2. Run the next commands in your host computer to download and install Python 3.6
sudo apt-get update sudo apt-get install python3.6
You can check if the installation was successful with the commands from step 1.
Make Python3.6 default version
Python version 3.6 should be the one pointed when you run commands like python
or check /usr/bin/python
. To achieve this, you can use the following steps:
1. Create a list of alternatives for Python with the following commands:
sudo update-alternatives --install /usr/bin/python python /usr/bin/python2.7 1 sudo update-alternatives --install /usr/bin/python python /usr/bin/python3.6 2
2. Check the list you just created with the next command:
update-alternatives --list python
The output should be similar to the following:
/usr/bin/python2.7 /usr/bin/python3.6
3. Select the Python version 3.6:
sudo update-alternatives --config python
The output of the above command should look similar as below. Please choose option with version 3.6.
There are 2 choices for the alternative python (providing /usr/bin/python). Selection Path Priority Status ------------------------------------------------------------ * 0 /usr/bin/python3.6 2 auto mode 1 /usr/bin/python2.7 1 manual mode 2 /usr/bin/python3.6 2 manual mode Press <enter> to keep the current choice[*], or type selection number: 0
Install packages
We need some Ubuntu and Python packages to work with the Neural Processing SDK, everyone of them is listed in the command below.
1. Run the following command to install the SDK's dependencies.
sudo apt-get install python3-dev python3-matplotlib python3-numpy python3-protobuf python3-scipy python3-skimage python3-sphinx wget zip
Install frameworks
As mentioned, you need one of the following frameworks to work with the Neural Processing SDK: Caffe and Caffe2, TensorFlow, ONNX, PyTorch, or TensorFlow Lite. In this section, we are showing you how to install any of them.
Caffe and Caffe2
For Caffe, please run the next command:
sudo apt install caffe-cpu
You can check if the installation was successful running the next command:
caffe --version
The output should be similar to the following::
caffe version 1.0.0
TensorFlow
To install TensroFlow, please use the command below. We are using version 2.3 since it's the one that has been tested with the Neural Processing SDK.
python3.6 -m pip install tensorflow==2.3
You can check if the installation was successful running the next command:
python3.6 -m pip show tensorflow
The output should be similar to the following::
Name: tensorflow Version: 2.3.0 Summary: TensorFlow is an open source machine learning framework for everyone. Home-page: https://www.tensorflow.org/ Author: Google Inc.
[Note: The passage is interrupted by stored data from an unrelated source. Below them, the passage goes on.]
mod embedding;
mod llm;
mod prompts;
mod response_mode;
mod search;
mod synthesizer;
mod types;

pub use embedding::{EmbeddingService, VectorStore};
pub use llm::{DeltaSink, LanguageModel, LlmService, NdjsonDecoder};
pub use prompts::{PromptHelper, PromptTemplate, REFINE, TEXT_QA, TREE_SUMMARIZE};
pub use response_mode::{describe, ResponseMode, UNKNOWN_RESPONSE_MODE};
pub use search::{Retriever, SearchService};
pub use synthesizer::{Synthesizer, ACCUMULATE_SEPARATOR, EMPTY_RESPONSE};
pub use types::*;

#[cfg(test)]
pub(crate) use synthesizer::tests::ScriptedModel;
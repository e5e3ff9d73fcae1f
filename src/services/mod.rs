pub mod ai;
pub mod index;
pub mod parser;
pub mod query;
mod rag_config;

pub use rag_config::*;
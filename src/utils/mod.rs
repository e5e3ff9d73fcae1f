mod file;
mod hash;
mod validation;

pub use file::*;
pub use hash::*;
pub use validation::*;
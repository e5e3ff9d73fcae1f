//! Unified error type
//!
//! `AppError` is built with `thiserror`; `AppResult` is the crate-wide alias.

use thiserror::Error;

/// Application-level error
#[derive(Debug, Error)]
pub enum AppError {
    /// File system error
    #[error("io error: {0}")]
    Io(#[from] std::io::Error),

    /// JSON encode/decode error
    #[error("JSON error: {0}")]
    Json(#[from] serde_json::Error),

    /// Invalid input
    #[error("invalid input: {0}")]
    Validation(String),

    /// Missing file or folder
    #[error("not found: {entity} ({path})")]
    NotFound { entity: &'static str, path: String },

    /// Configuration error
    #[error("config error: {0}")]
    Config(String),

    /// Embedding model or LLM runtime error
    #[error("ai service error: {0}")]
    AiService(String),

    /// Vector store error
    #[error("vector store error: {0}")]
    VectorStore(String),

    /// Document parsing error
    #[error("parse error: {0}")]
    Parse(String),

    #[error("{0}")]
    Business(String),
}

// ========== From: String and &str ==========

impl From<String> for AppError {
    fn from(s: String) -> Self {
        AppError::Business(s)
    }
}

impl From<&str> for AppError {
    fn from(s: &str) -> Self {
        AppError::Business(s.to_string())
    }
}

impl AppError {
    /// Short machine-readable kind, used in log fields
    pub fn kind(&self) -> &'static str {
        match self {
            AppError::Io(_) => "io",
            AppError::Json(_) => "json",
            AppError::Validation(_) => "validation",
            AppError::NotFound { .. } => "not_found",
            AppError::Config(_) => "config",
            AppError::AiService(_) => "ai_service",
            AppError::VectorStore(_) => "vector_store",
            AppError::Parse(_) => "parse",
            AppError::Business(_) => "business",
        }
    }
}

/// Application-level result alias
pub type AppResult<T> = Result<T, AppError>;

// ========== Context helpers for foreign errors ==========

pub trait ResultExt<T> {
    fn validation_err(self, msg: &str) -> AppResult<T>;

    fn config_err(self, msg: &str) -> AppResult<T>;

    fn ai_err(self, msg: &str) -> AppResult<T>;

    fn store_err(self, msg: &str) -> AppResult<T>;

    fn parse_err(self, msg: &str) -> AppResult<T>;
}

impl<T, E: std::fmt::Display> ResultExt<T> for Result<T, E> {
    fn validation_err(self, msg: &str) -> AppResult<T> {
        self.map_err(|e| AppError::Validation(format!("{}: {}", msg, e)))
    }

    fn config_err(self, msg: &str) -> AppResult<T> {
        self.map_err(|e| AppError::Config(format!("{}: {}", msg, e)))
    }

    fn ai_err(self, msg: &str) -> AppResult<T> {
        self.map_err(|e| AppError::AiService(format!("{}: {}", msg, e)))
    }

    fn store_err(self, msg: &str) -> AppResult<T> {
        self.map_err(|e| AppError::VectorStore(format!("{}: {}", msg, e)))
    }

    fn parse_err(self, msg: &str) -> AppResult<T> {
        self.map_err(|e| AppError::Parse(format!("{}: {}", msg, e)))
    }
}
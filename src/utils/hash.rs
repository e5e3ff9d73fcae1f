use sha2::{Digest, Sha256};

pub fn compute_sha256(bytes: &[u8]) -> String {
    let mut hasher = Sha256::new();
    hasher.update(bytes);
    format!("{:x}", hasher.finalize())
}

/// First 16 hex chars of the sha256, enough to spot duplicate chunks
pub fn short_hash(text: &str) -> String {
    compute_sha256(text.as_bytes()).chars().take(16).collect()
}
Author-email: packages@tensorflow.org License: Apache 2.0 Location: /home/edson/.local/lib/python3.6/site-packages Requires: absl-py, astunparse, gast, google-pasta, grpcio, h5py, keras-preprocessing, numpy, opt-einsum, protobuf, scipy, six, tensorboard, tensorflow-estimator, termcolor, wheel, wrapt Required-by:
ONNX
To install ONNX, please use the command below.
python3.6 -m pip install onnx
You can check if the installation was successful running the next command:
python3.6 -m pip show onnx
The output should be similar to the following::
Name: onnx Version: 1.13.1 Summary: Open Neural Network Exchange Home-page: https://github.com/onnx/onnx Author: ONNX Author-email: onnx-technical-discuss@lists.lfaidata.foundation License: Apache License v2.0 Location: /home/user/.local/lib/python3.8/site-packages Requires: numpy, protobuf, typing-extensions Required-by:
PyTorch
To install PyTorch, you can access the following link. In Figure 1, you can see that a table with options is presented.
In my case, I chose the stable version of PyTorch, for Linux OS, pip package manager for Python and to run in the CPU. Whichever options you choose, it will give you the command you need to run. The command to run is:
python3.6 -m pip install torch torchvision torchaudio --extra-index-url https://download.pytorch.org/whl/cpu
You can check if the installation was successful running the next command:
python3.6 -m pip show torch
The output should be similar to the following::
Name: torch Version: 1.13.1+cpu Summary: Tensors and Dynamic neural networks in Python with strong GPU acceleration Home-page: https://pytorch.org/ Author: PyTorch Team Author-email: packages@pytorch.org License: BSD-3 Location: /home/user/.local/lib/python3.8/site-packages Requires: typing-extensions Required-by: torchaudio, torchvision
TensorFlow Lite
To install TensroFlow Lite, please use the command below. We are using version 2.3.0 since it's the one that has been tested with the Neural Processing SDK.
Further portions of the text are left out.